くろとぴんく③

2024年3月10日

ろくに眠れず朝が来た。
娘は早朝から友達と遊びに行ったので1人になれたが、家にいても何にも手につかない。

これではダメだ、そうだ、今月の課題図書を読もう、とPCを開いてみる。
今月の課題図書は『怒りをコントロールできない子どもの理解』だ。
怒り、怒りについて読み進める。。

(なぜ今、私が、癌になるんだろう。)自分の怒りがふつふつ湧いてきて、怒りのコントロールどころではない。本の内容なんて全く入ってこない。

ぱたん、と本を閉じる。
はぁ。


2024年3月11日

週明け。
紹介された病院への電話予約は、何度かけても繋がらなく、やっと繋がったと思ったら、最短で診察の予約が取れたのは3週間後だった。

そんなに後で大丈夫なのか。不安で仕方ない。

電話対応の方に

「そこが最短ですよね。。。」とつい聞いてしまう。。
「うちは全国から沢山患者さんが来るから、これが最短なんです。ご心配もわかるので、もし他で早く精密検査ができるなら、それで紹介状書いてもらっても良いです。」と言ってくれたので、精検だけでも、と他の病院にも相談してみることにした。

いくつか探して、
口コミも電話の感じも良い印象だったクリニックで、1時間後に診察の予約が取れた。急いで向かう。

待合室でも怖いことばかりが頭に浮かび、不安と恐怖でいっぱいで、勝手に目から水が出てくる。頭痛くらくらするし今にも吐きそう。


名前が呼ばれた。

穏やかそうな印象の先生に、今までの事、ここに辿り着いた経緯を伝える。

体をこちらに向けて、目を見てうんうんと聞いてくれた。
いくつかの病院をあたったことで、紹介状の扱いについても決められずにいたけれど、一緒に考えてくれた。

「聞きたいことはありますか?」と言ってくれたので、「まだ子育て中なのに、生活が変わってしまうのかな、これからどうなっちゃうのかな。。」と私の不安な気持ちを伝えた。
「乳癌かまだ分からないし、乳癌だとしても、そんなに進行が早い癌でないし、殆どの人が治るから、そんなに心配しなくて大丈夫です。」と言ってくれた。

精密検査もこのまま午後にしてくれるとのこと。


血液検査の時はいつも看護師さんに「できれば細い針が。。。あるとよいのですけれど。。」と伝えてから臨むのだけれど。
今回の検査、3つあるうちの1番太い針の検査が、結果の精密度が上がるのでおすすめとのことで、そうした。日帰り手術扱いとのことで、書類にサインをする。

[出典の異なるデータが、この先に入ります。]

// Copyright (c) 2025, Tom Ouellette
// Licensed under the MIT License

use crate::constant;
use crate::error::SheathError;
use crate::layer::{Layer, LayerTag, MaskKind};

/// Name-keyed association between images and their axon and myelin masks
///
/// Associations live in layer metadata: an image names its masks, a mask
/// names its source image. Resolution is total and returns `None` whenever
/// any step of the chain is missing, which is the normal state before a
/// segmentation has run. Only `register_masks` mutates associations.
pub trait LayerStore {
    /// All currently loaded layers
    fn layers(&self) -> &[Layer];

    /// Mutable access to a loaded layer by exact name
    fn layer_mut(&mut self, name: &str) -> Option<&mut Layer>;

    /// Linear lookup by exact name
    fn find_item_by_name(&self, name: &str) -> Option<&Layer> {
        self.layers().iter().find(|layer| layer.name() == name)
    }

    /// The image a selection belongs to
    ///
    /// An image resolves to itself. A mask follows its source image name,
    /// which must still name a loaded image.
    fn resolve_source_image<'a>(&'a self, selected: &'a Layer) -> Option<&'a Layer> {
        match selected.tag() {
            LayerTag::Image => Some(selected),
            LayerTag::Mask => {
                let name = selected.metadata_str(constant::KEY_SOURCE_IMAGE)?;
                self.find_item_by_name(name).filter(|layer| layer.is_image())
            }
        }
    }

    /// The axon or myelin mask derived from the selection's source image
    fn resolve_mask<'a>(&'a self, selected: &'a Layer, kind: MaskKind) -> Option<&'a Layer> {
        let image = self.resolve_source_image(selected)?;
        let name = image.metadata_str(kind.metadata_key())?;
        self.find_item_by_name(name).filter(|layer| layer.is_mask())
    }

    /// Associate an image with its axon and myelin masks
    ///
    /// Any earlier association of the image is overwritten. Masks that were
    /// registered before keep pointing at the image, but the image no longer
    /// points back at them.
    fn register_masks(&mut self, image: &str, axon: &str, myelin: &str) -> Result<(), SheathError> {
        let expect = |name: &str, tag: LayerTag| match self.find_item_by_name(name) {
            Some(layer) if layer.tag() == tag => Ok(()),
            Some(_) => Err(SheathError::LayerError(format!(
                "Layer '{}' is not {}",
                name,
                match tag {
                    LayerTag::Image => "an image",
                    LayerTag::Mask => "a mask",
                }
            ))),
            None => Err(SheathError::LayerError(format!(
                "No layer named '{}'",
                name
            ))),
        };

        expect(image, LayerTag::Image)?;
        expect(axon, LayerTag::Mask)?;
        expect(myelin, LayerTag::Mask)?;

        for (mask, kind) in [(axon, MaskKind::Axon), (myelin, MaskKind::Myelin)] {
            if let Some(layer) = self.layer_mut(image) {
                layer.set_metadata(kind.metadata_key(), mask);
            }

            if let Some(layer) = self.layer_mut(mask) {
                layer.set_metadata(constant::KEY_SOURCE_IMAGE, image);
            }
        }

        Ok(())
    }
}

#[cfg(test)]
mod test {

    use super::*;
    use crate::im::{SheathImage, SheathMask};

    /// A bare layer list standing in for any host that owns layers
    struct Layers(Vec<Layer>);

    impl LayerStore for Layers {
        fn layers(&self) -> &[Layer] {
            &self.0
        }

        fn layer_mut(&mut self, name: &str) -> Option<&mut Layer> {
            self.0.iter_mut().find(|layer| layer.name() == name)
        }
    }

    fn image(name: &str) -> Layer {
        Layer::new_image(name, SheathImage::zeros(4, 4, 1))
    }

    fn mask(name: &str) -> Layer {
        Layer::new_mask(name, SheathMask::zeros(4, 4, 1), [255, 0, 0])
    }

    fn store() -> Layers {
        Layers(vec![image("I"), mask("A"), mask("M"), mask("A2"), mask("M2")])
    }

    fn name_of(layer: Option<&Layer>) -> Option<&str> {
        layer.map(|l| l.name())
    }

    #[test]
    fn test_unregistered_image_has_no_masks() {
        let store = store();
        let i = store.find_item_by_name("I").unwrap();

        assert!(store.resolve_mask(i, MaskKind::Axon).is_none());
        assert!(store.resolve_mask(i, MaskKind::Myelin).is_none());
        assert_eq!(name_of(store.resolve_source_image(i)), Some("I"));
    }

    #[test]
    fn test_register_round_trip() {
        let mut store = store();
        store.register_masks("I", "A", "M").unwrap();

        let i = store.find_item_by_name("I").unwrap();
        let a = store.find_item_by_name("A").unwrap();
        let m = store.find_item_by_name("M").unwrap();

        assert_eq!(name_of(store.resolve_mask(i, MaskKind::Axon)), Some("A"));
        assert_eq!(name_of(store.resolve_mask(i, MaskKind::Myelin)), Some("M"));
        assert_eq!(name_of(store.resolve_source_image(a)), Some("I"));
        assert_eq!(name_of(store.resolve_source_image(m)), Some("I"));

        // Resolving from a mask reaches its sibling
        assert_eq!(name_of(store.resolve_mask(a, MaskKind::Myelin)), Some("M"));
    }

    #[test]
    fn test_register_overwrites() {
        let mut store = store();
        store.register_masks("I", "A", "M").unwrap();
        store.register_masks("I", "A2", "M2").unwrap();

        let i = store.find_item_by_name("I").unwrap();
        let a = store.find_item_by_name("A").unwrap();

        assert_eq!(name_of(store.resolve_mask(i, MaskKind::Axon)), Some("A2"));
        assert_eq!(name_of(store.resolve_mask(i, MaskKind::Myelin)), Some("M2"));

        // Stale mask still names the image, but the image moved on
        assert_eq!(name_of(store.resolve_source_image(a)), Some("I"));
        assert_eq!(name_of(store.resolve_mask(a, MaskKind::Axon)), Some("A2"));
    }

    #[test]
    fn test_unknown_names_resolve_to_none() {
        let mut store = store();

        let mut orphan = mask("orphan");
        orphan.set_metadata(constant::KEY_SOURCE_IMAGE, "missing");
        assert!(store.resolve_source_image(&orphan).is_none());
        assert!(store.resolve_mask(&orphan, MaskKind::Axon).is_none());

        store.register_masks("I", "A", "M").unwrap();
        store.0.retain(|layer| layer.name() != "A");

        let i = store.find_item_by_name("I").unwrap();
        assert!(store.resolve_mask(i, MaskKind::Axon).is_none());
        assert!(store.find_item_by_name("A").is_none());
    }

    #[test]
    fn test_wrong_tags_resolve_to_none() {
        let mut store = store();
        store.0.push(image("I2"));

        let mut bad_mask = mask("bad");
        bad_mask.set_metadata(constant::KEY_SOURCE_IMAGE, "A");
        assert!(store.resolve_source_image(&bad_mask).is_none());

        store
            .layer_mut("I")
            .unwrap()
            .set_metadata(constant::KEY_AXON_MASK, "I2");

        let i = store.find_item_by_name("I").unwrap();
        assert!(store.resolve_mask(i, MaskKind::Axon).is_none());
    }

    #[test]
    fn test_register_rejects_bad_layers() {
        let mut store = store();

        assert!(store.register_masks("A", "A2", "M2").is_err());
        assert!(store.register_masks("I", "I", "M").is_err());
        assert!(store.register_masks("I", "A", "nope").is_err());

        let i = store.find_item_by_name("I").unwrap();
        assert!(i.metadata.is_empty());
    }
}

どのくらい痛いんだろうと緊張するが、麻酔はするし、もう、先生に身を預けるのみ。目を瞑って挑む。

私が怖がっているので、
先生は、都合都度
「痛みどうですか。」と聞いてくれて、「うぅ、痛いような気がします。」と答えると、「少し麻酔足しますね。」(麻酔を追加してるかどうかは知らないが。)と対応してくれた。

多分先生が上手(この時点で信頼している)なので痛みはあまり感じなかったが、ボールの空気入れのようなサイズの大きな注射器?と、ドリルのような音がなんとも不快で恐怖を感じるのである。

苦痛な5分が過ぎると、

「痛かったですね、すみません。」と言う先生。「いえ、痛みはそれほどではなかったです、ありがとうございました。」と答えた。

眠剤を出して欲しい旨を伝えると、応じてくれた。

「先生、私、先生とお話できて、やっと少し眠れそう。」とお礼を伝えてクリニックを出た。

本物の医療従事者って、
知識や技術だけではなく、患者の不安や痛みに寄り添える優しさやセンスをもつ人をいうんだなと思った。

麻酔のせいなのか、緊張感が続いたせいなのか、ものすごい疲労感を感じる。

早く家でゆっくりしたいのに、電車に乗り間違えて逆の駅に来ていることに気付き、修正して乗り直した。
なのにまたもや違う電車に乗ってしまうというダブルミス。

いつ帰宅できるのか。

(事故に遭わないように気をつけよう。)と思いながらなんとかバスに乗り、塾帰りの娘と合流して、帰宅した。

家族の顔を見るとホッとするものである。